**EXERCISE DIRECTIONS**. The response must contain every line from the records below that has "return".

(Records from a data source)
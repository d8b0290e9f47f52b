//! Benchmark workloads and the registry the suite resolves names against.

mod array_ops;
mod collatz;
mod dict_access;
mod fib;
mod http_sim;
mod matrix_mul;
mod nbody;
mod primes;

use std::fmt::Display;

pub use array_ops::ArrayOps;
pub use collatz::{collatz_steps, Collatz};
pub use dict_access::DictAccess;
pub use fib::{fib, Fibonacci};
pub use http_sim::HttpSim;
pub use matrix_mul::MatrixMul;
pub use nbody::{advance, Body, NBody};
pub use primes::{is_prime, Primes};

use crate::clock::{self, TimingSample};
use crate::{BenchConfig, BenchError, Result};

/// One fixed-input benchmark.
///
/// Construction is the untimed setup. [`run`](Workload::run) is the only
/// part inside the clock; [`findings`](Workload::findings) is read after
/// the clock stops and is empty until `run` has completed.
pub trait Workload {
    fn name(&self) -> &'static str;

    /// Label of the elapsed-time line.
    fn time_label(&self) -> &'static str {
        "Time"
    }

    fn run(&mut self);

    fn findings(&self) -> Vec<Finding>;
}

/// A labelled result line.
#[derive(Debug, Clone, PartialEq, Eq)]
pub struct Finding {
    pub label: String,
    pub value: Option<String>,
}

impl Finding {
    pub fn new(label: impl Into<String>, value: impl Display) -> Self {
        Self {
            label: label.into(),
            value: Some(value.to_string()),
        }
    }

    /// A bare line with no value part.
    pub fn label(label: impl Into<String>) -> Self {
        Self {
            label: label.into(),
            value: None,
        }
    }
}

/// Runs `workload` between two clock captures.
pub fn measure(workload: &mut dyn Workload) -> TimingSample {
    let start = clock::now();
    workload.run();
    let sample = TimingSample::finish(start);
    tracing::debug!(
        workload = workload.name(),
        elapsed_secs = sample.elapsed_secs(),
        "workload finished"
    );
    sample
}

/// Workload names in the order the suite runs them.
pub const NAMES: [&str; 8] = [
    "fib",
    "http_sim",
    "collatz",
    "primes",
    "dict_access",
    "array_ops",
    "matrix_mul",
    "nbody",
];

/// Builds the workload registered under `name`.
pub fn build(name: &str, config: &BenchConfig) -> Result<Box<dyn Workload>> {
    let workload: Box<dyn Workload> = match name {
        "fib" => Box::new(Fibonacci::new(config.fib_input)),
        "http_sim" => Box::new(HttpSim::new(config.dispatch_iterations)),
        "collatz" => Box::new(Collatz::new(config.collatz_limit)),
        "primes" => Box::new(Primes::new(config.prime_limit)),
        "dict_access" => Box::new(DictAccess::new(config.dict_entries)),
        "array_ops" => Box::new(ArrayOps::new(config.array_len)),
        "matrix_mul" => Box::new(MatrixMul::new(config.matrix_size)),
        "nbody" => Box::new(NBody::new(config.nbody_steps, config.nbody_dt)),
        other => return Err(BenchError::UnknownWorkload(other.to_string())),
    };
    Ok(workload)
}

#[cfg(test)]
mod tests {
    use super::*;

    #[test]
    fn every_name_builds() {
        let config = BenchConfig::default();
        for name in NAMES {
            let workload = build(name, &config).unwrap();
            assert_eq!(workload.name(), name);
        }
    }

    #[test]
    fn unknown_name_is_an_error() {
        let err = build("quicksort", &BenchConfig::default()).err().unwrap();
        assert!(matches!(err, BenchError::UnknownWorkload(ref n) if n == "quicksort"));
        assert_eq!(err.to_string(), "unknown workload `quicksort`");
    }

    #[test]
    fn findings_appear_only_after_run() {
        let mut workload = Fibonacci::new(10);
        assert!(workload.findings().is_empty());
        let sample = measure(&mut workload);
        assert!(sample.elapsed_secs() >= 0.0);
        assert_eq!(workload.findings(), vec![Finding::new("Fibonacci(10)", 55)]);
    }
}
//! Four-body gravity step with unit gravitational constant.

use super::{Finding, Workload};

#[derive(Debug, Clone, Copy, PartialEq)]
pub struct Body {
    pub pos: [f64; 3],
    pub vel: [f64; 3],
    pub mass: f64,
}

impl Body {
    pub fn at_rest(pos: [f64; 3], mass: f64) -> Self {
        Self {
            pos,
            vel: [0.0; 3],
            mass,
        }
    }
}

/// Pairwise velocity update followed by position integration.
pub fn advance(bodies: &mut [Body], dt: f64) {
    let n = bodies.len();
    for i in 0..n {
        let (head, tail) = bodies.split_at_mut(i + 1);
        let b1 = &mut head[i];
        for b2 in tail.iter_mut() {
            let d = [
                b1.pos[0] - b2.pos[0],
                b1.pos[1] - b2.pos[1],
                b1.pos[2] - b2.pos[2],
            ];
            let dist_sq = d[0] * d[0] + d[1] * d[1] + d[2] * d[2];
            let mag = dt / (dist_sq * dist_sq.sqrt());

            for axis in 0..3 {
                b1.vel[axis] -= d[axis] * b2.mass * mag;
                b2.vel[axis] += d[axis] * b1.mass * mag;
            }
        }
    }

    for body in bodies.iter_mut() {
        for axis in 0..3 {
            body.pos[axis] += body.vel[axis] * dt;
        }
    }
}

fn initial_bodies() -> Vec<Body> {
    vec![
        Body::at_rest([0.0, 0.0, 0.0], 100.0),
        Body::at_rest([10.0, 0.0, 0.0], 10.0),
        Body::at_rest([0.0, 10.0, 0.0], 10.0),
        Body::at_rest([0.0, 0.0, 10.0], 10.0),
    ]
}

pub struct NBody {
    bodies: Vec<Body>,
    steps: usize,
    dt: f64,
    completed: bool,
}

impl NBody {
    pub fn new(steps: usize, dt: f64) -> Self {
        Self {
            bodies: initial_bodies(),
            steps,
            dt,
            completed: false,
        }
    }

    pub fn bodies(&self) -> &[Body] {
        &self.bodies
    }
}

impl Workload for NBody {
    fn name(&self) -> &'static str {
        "nbody"
    }

    fn run(&mut self) {
        for _ in 0..std::hint::black_box(self.steps) {
            advance(&mut self.bodies, self.dt);
        }
        self.completed = true;
    }

    fn findings(&self) -> Vec<Finding> {
        if self.completed {
            vec![Finding::label("N-Body complete")]
        } else {
            Vec::new()
        }
    }
}

#[cfg(test)]
mod tests {
    use super::*;

    fn momentum(bodies: &[Body]) -> [f64; 3] {
        let mut p = [0.0; 3];
        for b in bodies {
            for axis in 0..3 {
                p[axis] += b.mass * b.vel[axis];
            }
        }
        p
    }

    #[test]
    fn two_bodies_attract() {
        let mut bodies = vec![
            Body::at_rest([0.0, 0.0, 0.0], 1.0),
            Body::at_rest([1.0, 0.0, 0.0], 1.0),
        ];
        advance(&mut bodies, 0.1);
        assert!(bodies[0].vel[0] > 0.0);
        assert!(bodies[1].vel[0] < 0.0);
        assert!(bodies[1].pos[0] - bodies[0].pos[0] < 1.0);
    }

    #[test]
    fn momentum_is_conserved() {
        let mut workload = NBody::new(20, 0.01);
        workload.run();
        let p = momentum(workload.bodies());
        for component in p {
            assert!(component.abs() < 1e-9, "momentum drifted: {p:?}");
        }
        assert_ne!(workload.bodies()[1].pos, [10.0, 0.0, 0.0]);
    }

    #[test]
    fn reports_completion() {
        let mut workload = NBody::new(1, 0.01);
        assert!(workload.findings().is_empty());
        workload.run();
        assert_eq!(workload.findings(), vec![Finding::label("N-Body complete")]);
    }
}
use std::io::Write;
use std::process::ExitCode;

use clap::Parser;
use refbench::{logging, workload, BenchConfig, Reporter};

/// Runs benchmark workloads in-process, one after the other.
#[derive(Parser, Debug)]
#[command(name = "suite", version)]
struct Cli {
    /// Workloads to run, in the given order. Runs all when empty.
    workloads: Vec<String>,

    /// Print the known workload names and exit.
    #[arg(long)]
    list: bool,
}

fn main() -> ExitCode {
    logging::init();
    let cli = Cli::parse();
    refbench::exit_with(run(cli))
}

fn run(cli: Cli) -> refbench::Result<()> {
    let mut stdout = std::io::stdout().lock();

    if cli.list {
        for name in workload::NAMES {
            writeln!(stdout, "{name}")?;
        }
        return Ok(());
    }

    let config = BenchConfig::default();
    let names: Vec<&str> = if cli.workloads.is_empty() {
        workload::NAMES.to_vec()
    } else {
        cli.workloads.iter().map(String::as_str).collect()
    };

    // Resolve every name up front so a typo fails before anything is timed.
    let mut selected = names
        .iter()
        .map(|name| workload::build(name, &config))
        .collect::<refbench::Result<Vec<_>>>()?;

    tracing::info!(count = selected.len(), "running suite");
    for bench in selected.iter_mut() {
        Reporter::new(&mut stdout).line(&format!("== {}", bench.name()))?;
        refbench::run_to(bench.as_mut(), &mut stdout)?;
    }
    Ok(())
}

**SOLUTION TO THIS EXERCISE**.
        other => return Err(BenchError::UnknownWorkload(other.to_string())),
        return Ok(());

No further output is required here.